*What the task asks:* Copy the entries exactly, through the "arg.parse::<u16>()" line.
=== Section Start ===
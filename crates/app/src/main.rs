use anyhow::Context;

use stratum_app::Configuration;

#[tokio::main]
async fn main() -> anyhow::Result<()> {
    let config = Configuration::load();
    if config.environment() == "development" {
        stratum_observability::init_compact();
    } else {
        stratum_observability::init();
    }

    let port = match std::env::args().nth(1) {
        Some(arg) => Some(
            arg.parse::<u16>()
                .with_context(|| format!("invalid port argument `{arg}`"))?,
        ),
        None => None,
    };

    let root = std::env::current_dir().context("failed to resolve application root")?;
    let app = stratum_app::demo::build_app(root, config)?;

    app.start(port).await?;
    Ok(())
}
#[async_trait]
impl<T: Entity> Driver<T> for PostgresDriver<T> {
    type Raw = Value;

    async fn open(&self, query: &QueryDescriptor) -> Result<BoxCursor<T>, DriverError> {
        tracing::debug!(collection = T::COLLECTION, predicates = query.predicates().len(), "postgres cursor opened");
        Ok(Box::new(PgCursor::<T> {
            pool: self.pool.clone(),
            select: Select::build(T::COLLECTION, query),
            page_size: self.page_size,
            offset: query.offset_value().unwrap_or(0) as i64,
            last: None,
            remaining: query.limit_value().map(|l| l as i64),
            buffer: VecDeque::new(),
            done: false,
            _entity: PhantomData,
        }))
    }

    async fn fetch(&self, id: &T::Id) -> Result<Option<T>, DriverError> {
        let row = sqlx::query("SELECT doc FROM stratum_documents WHERE collection = $1 AND id = $2")
            .bind(T::COLLECTION)
            .bind(id.key())
            .fetch_optional(&self.pool)
            .await
            .map_err(|e| map_sqlx_error("fetch", e))?;

        row.as_ref().map(document).transpose()?.map(decode::<T>).transpose()
    }

    async fn raw(&self, target: &RawTarget<T::Id>) -> Result<Value, DriverError> {
        match target {
            RawTarget::Id(id) => {
                let row = sqlx::query("SELECT doc FROM stratum_documents WHERE collection = $1 AND id = $2")
                    .bind(T::COLLECTION)
                    .bind(id.key())
                    .fetch_optional(&self.pool)
                    .await
                    .map_err(|e| map_sqlx_error("raw", e))?;
                Ok(row.as_ref().map(document).transpose()?.unwrap_or(Value::Null))
            }
            RawTarget::Query(query) => Ok(Value::Array(self.load_documents(query).await?)),
        }
    }

    async fn persist(&self, mut entity: T) -> Result<T, DriverError> {
        let mut tx = self
            .pool
            .begin()
            .await
            .map_err(|e| map_sqlx_error("persist", e))?;

        let generated = entity.id().is_none();
        if generated {
            // Serialize identity generation per collection.
            sqlx::query("SELECT pg_advisory_xact_lock(hashtext($1))")
                .bind(T::COLLECTION)
                .execute(&mut *tx)
                .await
                .map_err(|e| map_sqlx_error("persist", e))?;

            let highest: Option<Value> = sqlx::query(HIGHEST_ID_SQL)
                .bind(T::COLLECTION)
                .bind(T::IDENTITY)
                .fetch_optional(&mut *tx)
                .await
                .map_err(|e| map_sqlx_error("persist", e))?
                .map(|row| row.try_get::<Option<Value>, _>("last_id"))
                .transpose()
                .map_err(|e| map_sqlx_error("persist", e))?
                .flatten();

            let exhausted = || DriverError::identity_exhausted(T::COLLECTION);
            let highest: Option<T::Id> = highest.and_then(|v| serde_json::from_value(v).ok());
            let mut candidate = T::Id::generate(highest.as_ref()).ok_or_else(exhausted)?;
            // Skip keys already in use.
            while key_taken(&mut *tx, T::COLLECTION, &candidate.key()).await? {
                candidate = T::Id::generate(Some(&candidate)).ok_or_else(exhausted)?;
            }
            entity.set_id(candidate);
        }

        let key = match entity.id() {
            Some(id) => id.key(),
            None => return Err(DriverError::backend("entity has no identity after generation")),
        };
        let doc = serde_json::to_value(&entity)
            .map_err(|e| DriverError::backend(format!("encode {} failed: {e}", T::COLLECTION)))?;

        // A generated identity never overwrites; a clash surfaces as a constraint error.
        let sql = if generated { INSERT_SQL } else { UPSERT_SQL };
        sqlx::query(sql)
            .bind(T::COLLECTION)
            .bind(&key)
            .bind(&doc)
            .execute(&mut *tx)
            .await
            .map_err(|e| map_sqlx_error("persist", e))?;

        tx.commit().await.map_err(|e| map_sqlx_error("persist", e))?;
        Ok(entity)
    }

    async fn remove(&self, id: &T::Id) -> Result<bool, DriverError> {
        let result = sqlx::query("DELETE FROM stratum_documents WHERE collection = $1 AND id = $2")
            .bind(T::COLLECTION)
            .bind(id.key())
            .execute(&self.pool)
            .await
            .map_err(|e| map_sqlx_error("remove", e))?;
        Ok(result.rows_affected() > 0)
    }
}

async fn key_taken(conn: &mut PgConnection, collection: &str, key: &str) -> Result<bool, DriverError> {
    let row = sqlx::query(KEY_TAKEN_SQL)
        .bind(collection)
        .bind(key)
        .fetch_optional(conn)
        .await
        .map_err(|e| map_sqlx_error("persist", e))?;
    Ok(row.is_some())
}

fn map_sqlx_error(operation: &str, err: sqlx::Error) -> DriverError {
    match err {
        sqlx::Error::Database(db_err) => {
            let msg = format!("{operation}: {}", db_err.message());
            match db_err.code().as_deref() {
                Some("23505" | "23503" | "23514") => DriverError::Constraint(msg),
                _ => DriverError::Backend(msg),
            }
        }
        sqlx::Error::PoolTimedOut => DriverError::timeout(format!("{operation}: pool timed out")),
        sqlx::Error::PoolClosed => DriverError::connection(format!("{operation}: pool closed")),
        sqlx::Error::Io(e) => DriverError::connection(format!("{operation}: {e}")),
        sqlx::Error::Tls(e) => DriverError::connection(format!("{operation}: {e}")),
        sqlx::Error::ColumnDecode { .. } | sqlx::Error::Decode(_) => {
            DriverError::decode(format!("{operation}: {err}"))
        }
        other => DriverError::backend(format!("{operation}: {other}")),
    }
}
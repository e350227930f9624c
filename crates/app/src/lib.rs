//! `stratum-app`: a thin HTTP application wrapper on axum.
//!
//! - `config`: dotted-key configuration with defaults and environment overlay
//! - `controller` / `routes`: named actions and the `path → controller#action` table
//! - `application`: builds the router and runs the server
//! - `demo`: a `users` controller over the in-memory model

pub mod application;
pub mod config;
pub mod controller;
pub mod demo;
pub mod errors;
pub mod routes;

pub use application::{Application, Server};
pub use config::{ConfigError, Configuration, DEFAULT_PORT};
pub use controller::Controller;
pub use errors::AppError;
pub use routes::{RouteTable, RouteTarget};
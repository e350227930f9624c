//! Tracing/logging setup shared by binaries and tests.

/// Initialize process-wide observability (tracing/logging).
///
/// This is safe to call multiple times; subsequent calls become no-ops.
pub fn init() {
    tracing::init(tracing::Format::Json);
}

/// Human-readable variant for local development and test runs.
pub fn init_compact() {
    tracing::init(tracing::Format::Compact);
}

/// Tracing configuration (filters, layers).
pub mod tracing;
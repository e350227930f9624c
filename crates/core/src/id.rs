//! Record identities and how drivers mint them.

use core::fmt::{Debug, Display};
use core::hash::Hash;

use serde::Serialize;
use serde::de::DeserializeOwned;
use uuid::Uuid;

/// Identity attribute type of an entity.
///
/// Drivers call [`Identity::generate`] when inserting a record that has no
/// identity yet, passing the highest identity they have issued so far.
/// `None` means the identity space is exhausted after `last`.
pub trait Identity:
    Clone + Eq + Hash + Debug + Display + Serialize + DeserializeOwned + Send + Sync + 'static
{
    fn generate(last: Option<&Self>) -> Option<Self>;

    /// Stable string key used by drivers to index records.
    fn key(&self) -> String {
        self.to_string()
    }
}

macro_rules! impl_sequence_identity {
    ($($t:ty),*) => {
        $(
            impl Identity for $t {
                fn generate(last: Option<&Self>) -> Option<Self> {
                    match last {
                        Some(v) => v.checked_add(1),
                        None => Some(1),
                    }
                }
            }
        )*
    };
}

impl_sequence_identity!(u32, u64, i32, i64);

impl Identity for Uuid {
    /// UUIDv7 (time-ordered); `last` is ignored.
    fn generate(_last: Option<&Self>) -> Option<Self> {
        Some(Uuid::now_v7())
    }
}

impl Identity for String {
    fn generate(_last: Option<&Self>) -> Option<Self> {
        Some(Uuid::now_v7().to_string())
    }
}

#[cfg(test)]
mod tests {
    use super::*;

    #[test]
    fn sequences_start_at_one_and_increment() {
        assert_eq!(u64::generate(None), Some(1));
        assert_eq!(u64::generate(Some(&41)), Some(42));
        assert_eq!(i64::generate(Some(&-1)), Some(0));
    }

    #[test]
    fn sequences_stop_at_the_maximum() {
        assert_eq!(u32::generate(Some(&u32::MAX)), None);
        assert_eq!(i32::generate(Some(&i32::MAX)), None);
        assert_eq!(u64::generate(Some(&u64::MAX)), None);
        assert_eq!(i64::generate(Some(&i64::MAX)), None);
        assert_eq!(i64::generate(Some(&(i64::MAX - 1))), Some(i64::MAX));
    }

    #[test]
    fn uuids_are_fresh() {
        let a = Uuid::generate(None).unwrap();
        let b = Uuid::generate(Some(&a)).unwrap();
        assert_ne!(a, b);
        assert_eq!(a.key(), a.to_string());
    }
}
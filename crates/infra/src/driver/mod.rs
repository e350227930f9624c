//! Storage drivers implementing the `stratum_model::Driver` capability set.
//!
//! - `in_memory`: process-local, snapshot-per-query driver for tests/dev
//! - `postgres` (feature `postgres`): JSONB document store over a SQLx pool

pub mod in_memory;
#[cfg(feature = "postgres")]
pub mod postgres;

pub use in_memory::{DriverStats, InMemoryDriver};
#[cfg(feature = "postgres")]
pub use postgres::PostgresDriver;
=== Section End ===
*Result of this task:*
filename crates/app/src/main.rs
use anyhow::Context;

use stratum_app::Configuration;

#[tokio::main]
async fn main() -> anyhow::Result<()> {
    let config = Configuration::load();
    if config.environment() == "development" {
        stratum_observability::init_compact();
    } else {
        stratum_observability::init();
    }

    let port = match std::env::args().nth(1) {
        Some(arg) => Some(
            arg.parse::<u16>()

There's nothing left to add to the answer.